This format turned out to be quite a draw, and there were hundreds of people in the Lusk gymnasium that night. It looked like the whole town had turned out. Talking fast, I managed to work in the Panama Canal and several other issues, and if I didn’t bring the house down, at least I got through it all without being gonged to a halt.

I formally announced my candidacy on December 14, 1977, and in a rented Ford Mustang began driving all over the state. It had a tape deck on which I could listen to the Carpenters and Anne Murray when I was out of range of a radio station. Later on when Lynne and the girls came along, there would be a chorus of groans from the backseat every time “Close to You” or “Son of a Rotten Gambler” began to play. I had thought that my musical taste was actually pretty with it, but my pre-adolescent passengers enlightened me. And I suspect at least one of them had something to do with leaving the Carpenters tape on the car dashboard to melt in the hot midday sun during one of our campaign stops.

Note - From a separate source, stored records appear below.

//! Generic CRUD engine over one sheet at a time.
//!
//! Every call goes back to the live grid; nothing is cached. Row numbers are
//! 1-based and count the header, so the first data row is row 2. Column 1 is
//! the identity column of every table.
//!
//! There is no isolation between callers. `update_by_id` is a
//! read-modify-write of the whole row: two concurrent updates of the same row
//! race and the last full-row write silently discards the other (lost
//! update). Deletes shift every later row up by one, so a row number resolved
//! before a delete must not be reused; resolve by id again instead.

use serde::Serialize;
use sheetbase_core::{CellValue, GridRange};

use crate::{
    codec::{Record, RowCodec, RowObject, Value},
    error::{StorageError, TableError},
    grid::{GridAccessor, Sheet},
    schema::read_headers,
};

/// One entry of a batch update.
#[derive(Debug, Clone, PartialEq)]
pub struct RowUpdate {
    pub id: String,
    pub updates: RowObject,
}

impl RowUpdate {
    pub fn new(id: impl Into<String>, updates: RowObject) -> Self {
        Self { id: id.into(), updates }
    }
}

#[derive(Debug, Clone, PartialEq, Serialize)]
pub struct BatchFailure {
    pub id: String,
    pub error: String,
}

/// Tally of a batch update. Partial application is the normal outcome.
#[derive(Debug, Clone, Default, PartialEq, Serialize)]
pub struct BatchUpdateOutcome {
    pub success_count: usize,
    pub fail_count: usize,
    pub failures: Vec<BatchFailure>,
}

pub struct TableService {
    grid: GridAccessor,
    codec: RowCodec,
}

impl TableService {
    pub fn new(grid: GridAccessor, codec: RowCodec) -> Self {
        Self { grid, codec }
    }

    pub fn grid(&self) -> &GridAccessor {
        &self.grid
    }

    /// Runs `f`, logging any failure under a stable component/operation tag.
    /// Only public operations go through here; helpers they share do not log.
    fn run<T>(&self, operation: &'static str, sheet: &str, f: impl FnOnce() -> Result<T, TableError>) -> Result<T, TableError> {
        let result = f();
        if let Err(e) = &result {
            tracing::error!(component = "table_service", operation, sheet, error = %e, "Table operation failed");
        }
        result
    }

    fn records(&self, handle: &Sheet<'_>, headers: &[String]) -> Result<Vec<Record>, TableError> {
        let last_row = handle.last_row()?;
        if last_row <= 1 {
            return Ok(Vec::new());
        }
        let rows = handle.read(GridRange::new(2, 1, last_row - 1, headers.len()))?;
        Ok(rows.into_iter().map(|row| self.codec.decode(headers, row)).collect())
    }

    fn write_row(&self, handle: &Sheet<'_>, row_number: usize, cells: &[CellValue]) -> Result<(), TableError> {
        let width = handle.last_column()?.max(cells.len());
        let mut row = cells.to_vec();
        row.resize(width, CellValue::Empty);
        Ok(handle.write(row_number, 1, &[row])?)
    }

    // ------------------------------------------------------------------
    // Reads
    // ------------------------------------------------------------------

    /// The live header row.
    pub fn headers(&self, sheet: &str) -> Result<Vec<String>, TableError> {
        self.run("headers", sheet, || Ok(read_headers(&self.grid.sheet(sheet)?)?))
    }

    /// All data rows as flat cells, header excluded.
    pub fn get_all_data(&self, sheet: &str) -> Result<Vec<Vec<CellValue>>, TableError> {
        self.run("get_all_data", sheet, || {
            let handle = self.grid.sheet(sheet)?;
            let last_row = handle.last_row()?;
            if last_row <= 1 {
                return Ok(Vec::new());
            }
            let last_column = handle.last_column()?;
            Ok(handle.read(GridRange::new(2, 1, last_row - 1, last_column))?)
        })
    }

    /// All data rows zipped with the header.
    pub fn get_all_records(&self, sheet: &str) -> Result<Vec<Record>, TableError> {
        self.run("get_all_records", sheet, || {
            let handle = self.grid.sheet(sheet)?;
            let headers = read_headers(&handle)?;
            self.records(&handle, &headers)
        })
    }

    /// First record whose identity field equals `id`. Duplicates later in
    /// the sheet are never seen.
    pub fn find_by_id(&self, sheet: &str, id: &str) -> Result<Option<Record>, TableError> {
        self.run("find_by_id", sheet, || {
            let handle = self.grid.sheet(sheet)?;
            let headers = read_headers(&handle)?;
            let Some(id_field) = headers.first() else {
                return Ok(None);
            };
            Ok(self
                .records(&handle, &headers)?
                .into_iter()
                .find(|record| record.text(id_field) == Some(id)))
        })
    }

    /// Row number of the first data row whose first cell is the text `id`.
    pub fn find_row_number_by_id(&self, sheet: &str, id: &str) -> Result<Option<usize>, TableError> {
        self.run("find_row_number_by_id", sheet, || Ok(row_number_of(&self.grid.sheet(sheet)?, id)?))
    }

    /// Every record whose `column` equals `value`. Always a full scan.
    pub fn find_by_column(&self, sheet: &str, column: &str, value: &CellValue) -> Result<Vec<Record>, TableError> {
        self.run("find_by_column", sheet, || {
            let handle = self.grid.sheet(sheet)?;
            let headers = read_headers(&handle)?;
            Ok(self
                .records(&handle, &headers)?
                .into_iter()
                .filter(|record| record.get(column) == Some(value))
                .collect())
        })
    }

    pub fn id_exists(&self, sheet: &str, id: &str) -> Result<bool, TableError> {
        self.run("id_exists", sheet, || Ok(row_number_of(&self.grid.sheet(sheet)?, id)?.is_some()))
    }

    /// Data rows below the header; never negative.
    pub fn row_count(&self, sheet: &str) -> Result<usize, TableError> {
        self.run("row_count", sheet, || {
            let handle = self.grid.sheet(sheet)?;
            Ok(handle.last_row()?.saturating_sub(1))
        })
    }

    // ------------------------------------------------------------------
    // Writes
    // ------------------------------------------------------------------

    /// Appends already-flattened cells; returns the new last row.
    pub fn append_row(&self, sheet: &str, cells: &[CellValue]) -> Result<usize, TableError> {
        self.run("append_row", sheet, || {
            let handle = self.grid.sheet(sheet)?;
            handle.append_row(cells)?;
            Ok(handle.last_row()?)
        })
    }

    /// Encodes `object` against the live header and appends it.
    ///
    /// Identity uniqueness is not checked; callers generate the id first.
    pub fn append_object(&self, sheet: &str, object: &RowObject) -> Result<usize, TableError> {
        self.run("append_object", sheet, || {
            let handle = self.grid.sheet(sheet)?;
            let headers = read_headers(&handle)?;
            let cells = self.codec.encode(&headers, object)?;
            handle.append_row(&cells)?;
            Ok(handle.last_row()?)
        })
    }

    /// Overwrites the full width of `row_number`. Shorter input is padded
    /// with empty cells.
    pub fn update_row(&self, sheet: &str, row_number: usize, cells: &[CellValue]) -> Result<(), TableError> {
        self.run("update_row", sheet, || self.write_row(&self.grid.sheet(sheet)?, row_number, cells))
    }

    /// Merges `updates` into the row identified by `id`.
    ///
    /// Returns `false` when the id is absent. Fields not named in `updates`
    /// keep the values read from the grid immediately before the write.
    pub fn update_by_id(&self, sheet: &str, id: &str, updates: &RowObject) -> Result<bool, TableError> {
        self.run("update_by_id", sheet, || {
            let handle = self.grid.sheet(sheet)?;
            let Some(row_number) = row_number_of(&handle, id)? else {
                return Ok(false);
            };
            let headers = read_headers(&handle)?;
            let current = handle
                .read(GridRange::row(row_number, headers.len()))?
                .pop()
                .unwrap_or_default();
            let merged = self.codec.merge(&headers, &current, updates)?;
            self.write_row(&handle, row_number, &merged)?;
            tracing::debug!(sheet, id, row_number, "Row updated");
            Ok(true)
        })
    }

    /// Encodes and writes a single cell.
    pub fn update_cell(&self, sheet: &str, row_number: usize, column: usize, value: &Value) -> Result<(), TableError> {
        self.run("update_cell", sheet, || {
            let handle = self.grid.sheet(sheet)?;
            let cell = self.codec.encode_value(&format!("R{}C{}", row_number, column), value)?;
            Ok(handle.write(row_number, column, &[vec![cell]])?)
        })
    }

    /// Applies every update independently, tallying hits and misses.
    pub fn batch_update(&self, sheet: &str, updates: &[RowUpdate]) -> BatchUpdateOutcome {
        let mut outcome = BatchUpdateOutcome::default();
        for update in updates {
            match self.update_by_id(sheet, &update.id, &update.updates) {
                Ok(true) => outcome.success_count += 1,
                Ok(false) => {
                    outcome.fail_count += 1;
                    outcome.failures.push(BatchFailure {
                        id: update.id.clone(),
                        error: "row not found".to_string(),
                    });
                }
                Err(e) => {
                    outcome.fail_count += 1;
                    outcome.failures.push(BatchFailure {
                        id: update.id.clone(),
                        error: e.to_string(),
                    });
                }
            }
        }
        tracing::debug!(sheet, success = outcome.success_count, failed = outcome.fail_count, "Batch update finished");
        outcome
    }

    /// Writes all objects as one contiguous block after the last row.
    pub fn batch_append(&self, sheet: &str, objects: &[RowObject]) -> Result<usize, TableError> {
        if objects.is_empty() {
            return Ok(0);
        }
        self.run("batch_append", sheet, || {
            let handle = self.grid.sheet(sheet)?;
            let headers = read_headers(&handle)?;
            let rows = objects
                .iter()
                .map(|object| self.codec.encode(&headers, object))
                .collect::<Result<Vec<_>, _>>()?;
            let start = handle.last_row()? + 1;
            handle.write(start, 1, &rows)?;
            Ok(rows.len())
        })
    }

    // ------------------------------------------------------------------
    // Deletes
    // ------------------------------------------------------------------

    /// Physically removes a row; every later row moves up by one.
    pub fn delete_row(&self, sheet: &str, row_number: usize) -> Result<(), TableError> {
        self.run("delete_row", sheet, || {
            let handle = self.grid.sheet(sheet)?;
            Ok(handle.delete_row(row_number)?)
        })
    }

    pub fn delete_by_id(&self, sheet: &str, id: &str) -> Result<bool, TableError> {
        self.run("delete_by_id", sheet, || {
            let handle = self.grid.sheet(sheet)?;
            let Some(row_number) = row_number_of(&handle, id)? else {
                return Ok(false);
            };
            handle.delete_row(row_number)?;
            tracing::debug!(sheet, id, row_number, "Row deleted");
            Ok(true)
        })
    }

    /// Deletes every data row and keeps the header.
    pub fn clear_all_data(&self, sheet: &str) -> Result<(), TableError> {
        self.run("clear_all_data", sheet, || {
            let handle = self.grid.sheet(sheet)?;
            let last_row = handle.last_row()?;
            if last_row > 1 {
                handle.delete_rows(2, last_row - 1)?;
            }
            Ok(())
        })
    }
}

/// Row number of the first data row whose first cell is the text `id`.
fn row_number_of(handle: &Sheet<'_>, id: &str) -> Result<Option<usize>, StorageError> {
    Ok(handle
        .data_range()?
        .iter()
        .enumerate()
        .skip(1)
        .find(|(_, row)| row.first().and_then(CellValue::as_text) == Some(id))
        .map(|(i, _)| i + 1))
}

#[cfg(test)]
mod tests {
    use std::sync::{
        atomic::{AtomicUsize, Ordering},
        Arc,
    };

    use sheetbase_memory::InMemoryGrid;
    use tracing::{Event, Level, Subscriber};
    use tracing_subscriber::{
        layer::{Context, SubscriberExt},
        Layer,
    };

    use super::*;

    #[derive(Clone, Default)]
    struct ErrorCount(Arc<AtomicUsize>);

    impl<S: Subscriber> Layer<S> for ErrorCount {
        fn on_event(&self, event: &Event<'_>, _ctx: Context<'_, S>) {
            if *event.metadata().level() == Level::ERROR {
                self.0.fetch_add(1, Ordering::SeqCst);
            }
        }
    }

    #[test]
    fn test_each_failed_operation_logs_once() {
        let grid = InMemoryGrid::open("test").unwrap();
        let tables = TableService::new(GridAccessor::new(Arc::new(grid)), RowCodec::default());
        let errors = ErrorCount::default();
        let subscriber = tracing_subscriber::registry().with(errors.clone());

        tracing::subscriber::with_default(subscriber, || {
            assert!(tables.find_by_id("Missing", "A").is_err());
            assert!(tables.update_by_id("Missing", "A", &RowObject::new()).is_err());
            assert!(tables.delete_by_id("Missing", "A").is_err());
        });

        assert_eq!(errors.0.load(Ordering::SeqCst), 3);
    }
}
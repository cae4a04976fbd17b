//! Bank operations wrapped in the uniform `{ success, data, error }`
//! envelope. Nothing here returns `Err`; every failure becomes a response.

use std::sync::Arc;

use serde::{Deserialize, Serialize};
use serde_json::Value as Json;

use crate::{
    error::{ErrorKind, RepositoryError},
    models::{Bank, BankUpdate, NewBank},
    repository::{BankRepository, DeleteOutcome},
};

#[derive(Debug, Clone, PartialEq, Serialize)]
pub struct ApiResponse<T> {
    pub success: bool,
    #[serde(skip_serializing_if = "Option::is_none")]
    pub data: Option<T>,
    #[serde(skip_serializing_if = "Option::is_none")]
    pub count: Option<usize>,
    #[serde(skip_serializing_if = "Option::is_none")]
    pub message: Option<String>,
    #[serde(skip_serializing_if = "Option::is_none")]
    pub error: Option<String>,
    #[serde(skip_serializing_if = "Option::is_none")]
    pub errors: Option<Vec<String>>,
    /// Category of the failure; not part of the JSON envelope.
    #[serde(skip)]
    pub kind: Option<ErrorKind>,
}

impl<T> ApiResponse<T> {
    pub fn ok(data: T) -> Self {
        Self {
            success: true,
            data: Some(data),
            count: None,
            message: None,
            error: None,
            errors: None,
            kind: None,
        }
    }

    pub fn with_message(mut self, message: &str) -> Self {
        self.message = Some(message.to_string());
        self
    }

    /// Attaches `message` only to successful responses.
    fn with_success_message(self, message: &str) -> Self {
        if self.success {
            self.with_message(message)
        } else {
            self
        }
    }

    pub fn done(message: &str) -> Self {
        Self {
            success: true,
            data: None,
            count: None,
            message: Some(message.to_string()),
            error: None,
            errors: None,
            kind: None,
        }
    }

    pub fn fail(kind: ErrorKind, error: impl Into<String>) -> Self {
        Self {
            success: false,
            data: None,
            count: None,
            message: None,
            error: Some(error.into()),
            errors: None,
            kind: Some(kind),
        }
    }

    pub fn invalid(errors: Vec<String>) -> Self {
        Self {
            errors: Some(errors),
            ..Self::fail(ErrorKind::Invalid, "Validation failed")
        }
    }
}

impl<T> ApiResponse<Vec<T>> {
    pub fn list(items: Vec<T>) -> Self {
        let count = items.len();
        Self {
            count: Some(count),
            ..Self::ok(items)
        }
    }
}

impl<T> From<Result<T, RepositoryError>> for ApiResponse<T> {
    fn from(result: Result<T, RepositoryError>) -> Self {
        match result {
            Ok(data) => Self::ok(data),
            Err(e) => Self::fail(e.kind(), e.to_string()),
        }
    }
}

#[derive(Debug, Clone, PartialEq, Serialize)]
pub struct CreateFailure {
    pub index: usize,
    pub data: Json,
    pub error: String,
}

#[derive(Debug, Clone, PartialEq, Serialize)]
pub struct UpdateFailure {
    pub bank_id: String,
    pub error: String,
}

/// Itemised outcome of a batch create; `success` stays true even when some
/// items failed.
#[derive(Debug, Clone, PartialEq, Serialize)]
pub struct BatchCreateResponse {
    pub success: bool,
    pub created: Vec<Bank>,
    pub failed: Vec<CreateFailure>,
    pub success_count: usize,
    pub fail_count: usize,
}

#[derive(Debug, Clone, PartialEq, Serialize)]
pub struct BatchUpdateResponse {
    pub success: bool,
    pub updated: Vec<Bank>,
    pub failed: Vec<UpdateFailure>,
    pub success_count: usize,
    pub fail_count: usize,
}

#[derive(Debug, Clone, PartialEq, Deserialize)]
pub struct BankPatch {
    pub bank_id: String,
    /// Checked per item, so a malformed patch fails alone.
    #[serde(default)]
    pub updates: Json,
}

pub struct BankApi {
    banks: Arc<BankRepository>,
}

impl BankApi {
    pub fn new(banks: Arc<BankRepository>) -> Self {
        Self { banks }
    }

    pub fn get_all(&self, include_inactive: bool) -> ApiResponse<Vec<Bank>> {
        match self.banks.get_all(include_inactive) {
            Ok(banks) => ApiResponse::list(banks),
            Err(e) => ApiResponse::fail(e.kind(), e.to_string()),
        }
    }

    pub fn get_by_id(&self, bank_id: &str) -> ApiResponse<Bank> {
        match self.banks.get_by_id(bank_id) {
            Ok(Some(bank)) => ApiResponse::ok(bank),
            Ok(None) => ApiResponse::fail(ErrorKind::NotFound, "Bank not found"),
            Err(e) => ApiResponse::fail(e.kind(), e.to_string()),
        }
    }

    pub fn create(&self, data: &NewBank) -> ApiResponse<Bank> {
        let errors = self.banks.validate(data);
        if !errors.is_empty() {
            return ApiResponse::invalid(errors);
        }
        ApiResponse::from(self.banks.create(data)).with_success_message("Banco creado correctamente")
    }

    /// Create from an untyped body; field type errors come back in `errors`.
    pub fn create_json(&self, body: &Json) -> ApiResponse<Bank> {
        match NewBank::from_json(body) {
            Ok(data) => self.create(&data),
            Err(errors) => ApiResponse::invalid(errors),
        }
    }

    pub fn update(&self, bank_id: &str, updates: &BankUpdate) -> ApiResponse<Bank> {
        ApiResponse::from(self.banks.update(bank_id, updates)).with_success_message("Banco actualizado correctamente")
    }

    pub fn update_json(&self, bank_id: &str, body: &Json) -> ApiResponse<Bank> {
        match BankUpdate::from_json(body) {
            Ok(updates) => self.update(bank_id, &updates),
            Err(errors) => ApiResponse::invalid(errors),
        }
    }

    fn settled(outcome: DeleteOutcome, message: &str) -> ApiResponse<Bank> {
        match outcome.kind {
            None => ApiResponse::done(message),
            Some(kind) => ApiResponse::fail(kind, outcome.message),
        }
    }

    pub fn delete(&self, bank_id: &str) -> ApiResponse<Bank> {
        let outcome = self.banks.delete(bank_id);
        Self::settled(outcome, "Banco desactivado correctamente")
    }

    pub fn activate(&self, bank_id: &str) -> ApiResponse<Bank> {
        ApiResponse::from(self.banks.activate(bank_id)).with_success_message("Banco activado correctamente")
    }

    pub fn permanently_delete(&self, bank_id: &str) -> ApiResponse<Bank> {
        let outcome = self.banks.permanently_delete(bank_id);
        Self::settled(outcome, "Banco eliminado permanentemente")
    }

    pub fn get_by_bodega(&self, is_bodega: bool, include_inactive: bool) -> ApiResponse<Vec<Bank>> {
        match self.banks.get_by_bodega(is_bodega, include_inactive) {
            Ok(banks) => ApiResponse::list(banks),
            Err(e) => ApiResponse::fail(e.kind(), e.to_string()),
        }
    }

    pub fn get_supporting_bizum(&self, include_inactive: bool) -> ApiResponse<Vec<Bank>> {
        match self.banks.get_supporting_bizum(include_inactive) {
            Ok(banks) => ApiResponse::list(banks),
            Err(e) => ApiResponse::fail(e.kind(), e.to_string()),
        }
    }

    pub fn batch_create(&self, items: &[Json]) -> BatchCreateResponse {
        let mut created = Vec::new();
        let mut failed = Vec::new();
        for (index, data) in items.iter().enumerate() {
            let result = NewBank::from_json(data)
                .map_err(|errors| errors.join(", "))
                .and_then(|bank| self.banks.create(&bank).map_err(|e| e.to_string()));
            match result {
                Ok(bank) => created.push(bank),
                Err(error) => failed.push(CreateFailure { index, data: data.clone(), error }),
            }
        }
        BatchCreateResponse {
            success: true,
            success_count: created.len(),
            fail_count: failed.len(),
            created,
            failed,
        }
    }

    pub fn batch_update(&self, patches: &[BankPatch]) -> BatchUpdateResponse {
        let mut updated = Vec::new();
        let mut failed = Vec::new();
        for patch in patches {
            let parsed = match &patch.updates {
                Json::Null => Ok(BankUpdate::default()),
                body => BankUpdate::from_json(body),
            };
            let result = parsed
                .map_err(|errors| errors.join(", "))
                .and_then(|updates| self.banks.update(&patch.bank_id, &updates).map_err(|e| e.to_string()));
            match result {
                Ok(bank) => updated.push(bank),
                Err(error) => failed.push(UpdateFailure { bank_id: patch.bank_id.clone(), error }),
            }
        }
        BatchUpdateResponse {
            success: true,
            success_count: updated.len(),
            fail_count: failed.len(),
            updated,
            failed,
        }
    }
}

I’d go into a town, introduce myself to key party officials, visit with local newspaper editors and radio talk show hosts, and speak to any group that would have me. I met a lot of nice people and saw a strange sight or two.

Meeting with a Wyoming voter on the campaign trail in 1978 (Cheney for Congress photograph)

One was in Evanston, Wyoming, where I walked into the local radio station and found it empty. “Hello, anybody here?” I called out. A large man wearing bib overalls walked out of a back room, holding a very big knife that was dripping blood. It was the station manager, who’d just poached a deer out one of the station’s windows and was in the process of butchering it in the back room. He promised to interview me next time I stopped by.

I talked to the Rotary clubs and Kiwanis clubs and Chambers of Commerce. Yes, I had been White House chief of staff, I would say, after I’d been introduced, and the guy who held the job before me was Don Rumsfeld. He’d gone on to be secretary of defense. And before that it had been Al Haig, who’d gone on to be supreme Allied commander in Europe. And the guy who’d held the job before that was Bob Haldeman. He’d gone on to do time in a California penitentiary. It was a good way to describe my credentials in Riverton, Wyoming—or most places for that matter.

I soon discovered that in almost every community there was an informal gathering on weekday mornings at the local diner that usually included the main street merchants who were the economic backbone of the town and senior citizens who paid attention to what was going on and had time to think about things. I learned a lot just by showing up, sipping my coffee, and listening.

Some places what you weren’t was more important than who you were. In the Ramshorn Bar in Dubois, when I was introduced as Dick Cheney, candidate for Congress, an old cowboy at the bar looked me over and asked, “Son, are you a Democrat?” I said, “No sir.” “Are you a lawyer?” he asked. I said nope, and he said, “Then I’ll vote for you!”

PRESIDENT FORD HAD OFFERED to come to Wyoming and appear on my behalf, but particularly in light of the hard feelings left over from the 1976 campaign, we agreed we didn’t want it to look as though he were trying unduly to influence the state’s choice of a congressman. He agreed to deliver the keynote address at the Republican state convention in Jackson. He neither mentioned my name nor endorsed my candidacy. But everyone knew that the reason he was there was that I had asked him.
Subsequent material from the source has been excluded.